=== PROBLEM ===
Below are records; quote them exactly from the first line through the line that contains "pub fn normalize_code(code: &str)".

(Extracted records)
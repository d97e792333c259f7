/// Time-based one-time passwords (RFC 6238: SHA-1, 6 digits, 30 s step)
use crate::error::{HoleError, HoleResult};
use totp_rs::{Algorithm, Secret, TOTP};

const DIGITS: usize = 6;
/// Accept one step either side of the current one
const SKEW: u8 = 1;
const STEP_SECS: u64 = 30;

/// New random secret, base32 encoded
pub fn generate_secret() -> String {
    Secret::generate_secret().to_encoded().to_string()
}

fn build(secret_base32: &str, issuer: &str, account: &str) -> HoleResult<TOTP> {
    let secret = Secret::Encoded(secret_base32.to_string())
        .to_bytes()
        .map_err(|e| HoleError::Internal(format!("Invalid TOTP secret: {:?}", e)))?;

    TOTP::new(
        Algorithm::SHA1,
        DIGITS,
        SKEW,
        STEP_SECS,
        secret,
        Some(issuer.to_string()),
        account.to_string(),
    )
    .map_err(|e| HoleError::Internal(format!("TOTP init error: {}", e)))
}

/// `otpauth://` URI for authenticator apps
pub fn provisioning_uri(secret_base32: &str, issuer: &str, account: &str) -> HoleResult<String> {
    Ok(build(secret_base32, issuer, account)?.get_url())
}

/// Strip spaces; a well-formed code is exactly six digits
pub fn normalize_code(code: &str) -> Option<String> {
    let code: String = code.chars().filter(|c| !c.is_whitespace()).collect();
    (code.len() == DIGITS && code.bytes().all(|b| b.is_ascii_digit())).then_some(code)
}

/// Check a code at a unix time
pub fn verify_code(secret_base32: &str, code: &str, unix_secs: u64) -> HoleResult<bool> {
    let Some(code) = normalize_code(code) else {
        return Ok(false);
    };
    Ok(build(secret_base32, "verify", "account")?.check(&code, unix_secs))
}

/// Code for a unix time
pub fn generate_code(secret_base32: &str, unix_secs: u64) -> HoleResult<String> {
    Ok(build(secret_base32, "verify", "account")?.generate(unix_secs))
}

#[cfg(test)]
mod tests {
    use super::*;

    const T: u64 = 1_700_000_000;

    #[test]
    fn test_generated_code_verifies_within_skew() {
        let secret = generate_secret();
        let code = generate_code(&secret, T).unwrap();

        assert!(verify_code(&secret, &code, T).unwrap());
        assert!(verify_code(&secret, &code, T + STEP_SECS).unwrap());
        assert!(!verify_code(&secret, &code, T + 3 * STEP_SECS).unwrap());
    }

    #[test]
    fn test_malformed_codes_rejected() {
        let secret = generate_secret();
        assert!(!verify_code(&secret, "12345", T).unwrap());
        assert!(!verify_code(&secret, "abcdef", T).unwrap());
        assert_eq!(normalize_code("123 456").as_deref(), Some("123456"));
    }

    #[test]
    fn test_provisioning_uri() {
        let secret = generate_secret();
        let uri = provisioning_uri(&secret, "FillTheHole", "ada@example.com").unwrap();
        assert!(uri.starts_with("otpauth://totp/"));
        assert!(uri.contains(&secret));
    }
}
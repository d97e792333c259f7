/// Back-office administration
///
/// Roles, admin accounts, invite codes and the audit trail.

pub mod audit;
pub mod invites;
pub mod roles;
pub mod users;

pub use audit::{AuditEvent, AuditLog, AuditLogEntry};
pub use invites::{InviteCode, InviteCodeManager};
pub use roles::{require_role, Role};
pub use users::{AdminUser, AdminUserManager, NewAdminUser};
/// Background task implementations
use crate::{context::AppContext, error::HoleResult};

/// Drop replenished in-memory limiter keys, returning how many remain
pub fn sweep_rate_limiter(ctx: &AppContext) -> usize {
    ctx.memory_limiter.sweep()
}

/// Delete expired sessions, MFA challenges, trusted devices and old throttle events
pub async fn purge_expired_state(ctx: &AppContext) -> HoleResult<u64> {
    let sessions = ctx.sessions.purge_expired().await?;
    let mfa = ctx.mfa.purge_expired().await?;
    let events = ctx.action_limiter.purge_expired().await?;

    Ok(sessions + mfa + events)
}

/// Expire pending reports nobody confirmed in time
pub async fn expire_pending_reports(ctx: &AppContext) -> HoleResult<u64> {
    ctx.reports.expire_stale(ctx.reports.pending_expiry()).await
}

=== SOLUTION TO THE EXERCISE ===
repository d97e792333c259f7
/// Time-based one-time passwords (RFC 6238: SHA-1, 6 digits, 30 s step)
use crate::error::{HoleError, HoleResult};
use totp_rs::{Algorithm, Secret, TOTP};

const DIGITS: usize = 6;
/// Accept one step either side of the current one
const SKEW: u8 = 1;
const STEP_SECS: u64 = 30;

/// New random secret, base32 encoded
pub fn generate_secret() -> String {
    Secret::generate_secret().to_encoded().to_string()
}

fn build(secret_base32: &str, issuer: &str, account: &str) -> HoleResult<TOTP> {
    let secret = Secret::Encoded(secret_base32.to_string())
        .to_bytes()
        .map_err(|e| HoleError::Internal(format!("Invalid TOTP secret: {:?}", e)))?;

    TOTP::new(
        Algorithm::SHA1,
        DIGITS,
        SKEW,
        STEP_SECS,
        secret,
        Some(issuer.to_string()),
        account.to_string(),
    )
    .map_err(|e| HoleError::Internal(format!("TOTP init error: {}", e)))
}

/// `otpauth://` URI for authenticator apps
pub fn provisioning_uri(secret_base32: &str, issuer: &str, account: &str) -> HoleResult<String> {
    Ok(build(secret_base32, issuer, account)?.get_url())
}

/// Strip spaces; a well-formed code is exactly six digits
pub fn normalize_code(code: &str) -> Option<String> {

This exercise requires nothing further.